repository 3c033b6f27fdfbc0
//! Administrator route handlers
//!
//! All three endpoints sit behind `JwtAuth`. The admin check itself is made
//! by the service from the access token claims.

use actix_web::{web, HttpResponse};
use validator::Validate;

use ag_core::repositories::{SessionRepository, UserRepository};

use crate::app::AppState;
use crate::dto::auth::{CreateUserRequest, MessageResponse, ResetPasswordRequest, UserResponse};
use crate::handlers::error::{handle_domain_error, handle_validation_errors};
use crate::middleware::auth::AuthContext;

/// Handler for POST /admin/user
///
/// # Request Body
///
/// ```json
/// {
///     "username": "newuser1",
///     "password": "Password12!",
///     "membersince": "2021-03-10T00:50:43.000Z",
///     "admin": false
/// }
/// ```
/// `membersince` defaults to now and `admin` to false.
///
/// ## Errors
/// - 400 Bad Request: Malformed body, or username/password rejected by the policy
/// - 401 Unauthorized: Missing or invalid access token
/// - 403 Forbidden: Caller is not an administrator
/// - 409 Conflict: Username taken
pub async fn create_user<U, S>(
    state: web::Data<AppState<U, S>>,
    auth: AuthContext,
    request: web::Json<CreateUserRequest>,
) -> HttpResponse
where
    U: UserRepository + 'static,
    S: SessionRepository + 'static,
{
    if let Err(errors) = request.validate() {
        return handle_validation_errors(&errors);
    }

    match state
        .auth_service
        .create_user(&auth.claims(), request.into_inner().into())
        .await
    {
        Ok(user) => HttpResponse::Created().json(UserResponse::from(user)),
        Err(error) => handle_domain_error(&error),
    }
}

/// Handler for DELETE /admin/user/{username}
///
/// Removes the account and every session it holds.
pub async fn delete_user<U, S>(
    state: web::Data<AppState<U, S>>,
    auth: AuthContext,
    path: web::Path<String>,
) -> HttpResponse
where
    U: UserRepository + 'static,
    S: SessionRepository + 'static,
{
    let username = path.into_inner();

    match state.auth_service.delete_user(&auth.claims(), &username).await {
        Ok(()) => HttpResponse::Ok().json(MessageResponse::new("User deleted")),
        Err(error) => handle_domain_error(&error),
    }
}

/// Handler for PUT /admin/user/{username}/password
///
/// Sets a new password and ends every session of the account.
pub async fn reset_password<U, S>(
    state: web::Data<AppState<U, S>>,
    auth: AuthContext,
    path: web::Path<String>,
    request: web::Json<ResetPasswordRequest>,
) -> HttpResponse
where
    U: UserRepository + 'static,
    S: SessionRepository + 'static,
{
    if let Err(errors) = request.validate() {
        return handle_validation_errors(&errors);
    }

    let username = path.into_inner();

    match state
        .auth_service
        .reset_password(&auth.claims(), &username, &request.new_password)
        .await
    {
        Ok(()) => HttpResponse::Ok().json(MessageResponse::new("Password reset")),
        Err(error) => handle_domain_error(&error),
    }
}
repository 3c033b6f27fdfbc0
//! # AuthGate Core
//!
//! Domain layer for the AuthGate session service.
//! This crate contains domain entities, the session lifecycle service,
//! repository interfaces, and error types. It performs no I/O of its own;
//! storage is reached through the repository traits.

pub mod domain;
pub mod errors;
pub mod repositories;
pub mod services;

// Re-export commonly used types for convenience
pub use domain::entities::{
    NewUser, RefreshOutcome, RefreshVerification, Session, TokenClaims, TokenPair, TokenType,
    User,
};
pub use errors::{AuthError, DomainError, DomainResult, TokenError};
pub use repositories::{InMemoryStore, SessionRepository, UserRepository};
pub use services::{
    AuthService, AuthServiceConfig, Clock, FixedClock, PasswordHasher, Pbkdf2Hasher, SystemClock,
    TokenCodec, TokenCodecConfig,
};
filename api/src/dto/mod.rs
pub mod auth;

pub use auth::*;
pub use ag_shared::errors::ErrorResponse;
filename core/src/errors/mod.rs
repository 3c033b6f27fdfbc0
//! Domain-specific error types and error handling.

mod types;

pub use types::{AuthError, TokenError};

use thiserror::Error;

/// Core domain errors
#[derive(Error, Debug, Clone, PartialEq, Eq)]
pub enum DomainError {
    #[error("Validation error: {message}")]
    Validation { message: String },

    #[error("Resource not found: {resource}")]
    NotFound { resource: String },

    #[error("Resource already exists: {resource}")]
    Conflict { resource: String },

    #[error("Internal error: {message}")]
    Internal { message: String },

    // Bridge to specific error types
    #[error(transparent)]
    Auth(#[from] AuthError),

    #[error(transparent)]
    Token(#[from] TokenError),
}

impl DomainError {
    /// Shorthand for the catch-all authentication failure
    pub fn unauthorized() -> Self {
        DomainError::Auth(AuthError::Unauthorized)
    }

    /// Whether this is a store-side failure rather than a caller mistake
    pub fn is_internal(&self) -> bool {
        matches!(self, DomainError::Internal { .. })
    }
}

pub type DomainResult<T> = Result<T, DomainError>;
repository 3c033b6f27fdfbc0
pub mod error;

pub use error::*;
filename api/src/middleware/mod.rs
pub mod auth;
pub mod security;

pub use auth::*;
pub use security::*;
// Library exports for testing and the server binary

pub mod app;
pub mod cookies;
pub mod dto;
pub mod handlers;
pub mod middleware;
pub mod routes;

pub use app::{create_app, AppState};
//! Session entity: one row per issued refresh token.

use chrono::{DateTime, Duration, Utc};

/// A revocable login session keyed by the exact refresh token string
///
/// The token is a bearer credential, so `Debug` never prints it.
#[derive(Clone, PartialEq, Eq)]
pub struct Session {
    /// The refresh token, primary key
    pub token: String,

    /// Server-side expiry, authoritative over the token's own `exp`
    pub expires: DateTime<Utc>,

    /// Owner of the session
    pub username: String,
}

impl Session {
    pub fn new(token: impl Into<String>, expires: DateTime<Utc>, username: impl Into<String>) -> Self {
        Self {
            token: token.into(),
            expires,
            username: username.into(),
        }
    }

    /// A session whose expiry lies strictly before `now` is dead
    pub fn is_expired(&self, now: DateTime<Utc>) -> bool {
        self.expires < now
    }

    /// True when the session ends before `now + window`
    pub fn expires_within(&self, now: DateTime<Utc>, window: Duration) -> bool {
        self.expires < now + window
    }
}

impl std::fmt::Debug for Session {
    fn fmt(&self, f: &mut std::fmt::Formatter<'_>) -> std::fmt::Result {
        f.debug_struct("Session")
            .field("token", &"<redacted>")
            .field("expires", &self.expires)
            .field("username", &self.username)
            .finish()
    }
}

**Action item**
The answer consists of every line above in which the word "TokenError" occurs.

**Exercise response**
pub use errors::{AuthError, DomainError, DomainResult, TokenError};
pub use types::{AuthError, TokenError};
    Token(#[from] TokenError),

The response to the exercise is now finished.